[Records from a dataset]
== Segment start ==

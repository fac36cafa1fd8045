//! Typed field addresses
//!
//! Text form: `SEG[occurrence]-field(repetition).component.subcomponent`,
//! where everything but the segment name and field number is optional and
//! defaults to 1. Examples: `PID-5.1`, `OBX[2]-5`, `PID-3(2).1`, `OBR-4.1.2`.

use regex::Regex;
use std::fmt;
use std::str::FromStr;
use std::sync::OnceLock;

fn locator_regex() -> &'static Regex {
    static RE: OnceLock<Regex> = OnceLock::new();
    RE.get_or_init(|| {
        Regex::new(
            r"^([A-Z][A-Z0-9]{2})(?:\[(\d+)\])?-(\d+)(?:\((\d+)\))?(?:\.(\d+)(?:\.(\d+))?)?$",
        )
        .expect("locator pattern compiles")
    })
}

/// Address of one value in a message
#[derive(Debug, Clone, PartialEq, Eq, Hash)]
pub struct Locator {
    segment: String,
    occurrence: usize,
    field: usize,
    repetition: usize,
    component: Option<usize>,
    subcomponent: Option<usize>,
}

impl Locator {
    /// First occurrence of `segment`, field `field`
    pub fn new(segment: impl Into<String>, field: usize) -> Self {
        Self {
            segment: segment.into(),
            occurrence: 1,
            field,
            repetition: 1,
            component: None,
            subcomponent: None,
        }
    }

    pub fn occurrence(&self) -> usize {
        self.occurrence
    }

    pub fn segment(&self) -> &str {
        &self.segment
    }

    pub fn field(&self) -> usize {
        self.field
    }

    pub fn repetition(&self) -> usize {
        self.repetition
    }

    pub fn component(&self) -> usize {
        self.component.unwrap_or(1)
    }

    pub fn subcomponent(&self) -> usize {
        self.subcomponent.unwrap_or(1)
    }

    pub fn at_occurrence(mut self, occurrence: usize) -> Self {
        self.occurrence = occurrence;
        self
    }

    pub fn at_repetition(mut self, repetition: usize) -> Self {
        self.repetition = repetition;
        self
    }

    pub fn at_component(mut self, component: usize) -> Self {
        self.component = Some(component);
        self
    }

    pub fn at_subcomponent(mut self, subcomponent: usize) -> Self {
        if self.component.is_none() {
            self.component = Some(1);
        }
        self.subcomponent = Some(subcomponent);
        self
    }
}

impl fmt::Display for Locator {
    fn fmt(&self, f: &mut fmt::Formatter<'_>) -> fmt::Result {
        f.write_str(&self.segment)?;
        if self.occurrence != 1 {
            write!(f, "[{}]", self.occurrence)?;
        }
        write!(f, "-{}", self.field)?;
        if self.repetition != 1 {
            write!(f, "({})", self.repetition)?;
        }
        if let Some(c) = self.component {
            write!(f, ".{c}")?;
        }
        if let Some(s) = self.subcomponent {
            write!(f, ".{s}")?;
        }
        Ok(())
    }
}

impl FromStr for Locator {
    type Err = String;

    fn from_str(s: &str) -> Result<Self, Self::Err> {
        let caps = locator_regex().captures(s.trim()).ok_or_else(|| {
            format!("Invalid locator '{s}'. Expected e.g. PID-5.1, OBX[2]-5 or PID-3(2).1")
        })?;

        let number = |i: usize| -> Result<Option<usize>, String> {
            match caps.get(i) {
                None => Ok(None),
                Some(m) => match m.as_str().parse::<usize>() {
                    Ok(0) => Err(format!("Invalid locator '{s}': positions are 1-based")),
                    Ok(n) => Ok(Some(n)),
                    Err(e) => Err(format!("Invalid locator '{s}': {e}")),
                },
            }
        };

        Ok(Self {
            segment: caps[1].to_string(),
            occurrence: number(2)?.unwrap_or(1),
            field: number(3)?.unwrap_or(1),
            repetition: number(4)?.unwrap_or(1),
            component: number(5)?,
            subcomponent: number(6)?,
        })
    }
}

== Segment end ==

- HOW TO COMPLETE THIS TASK:
Please report all lines in the entries where "caps" appears.

- EXERCISE ANSWER:
        let caps = locator_regex().captures(s.trim()).ok_or_else(|| {
            match caps.get(i) {
            segment: caps[1].to_string(),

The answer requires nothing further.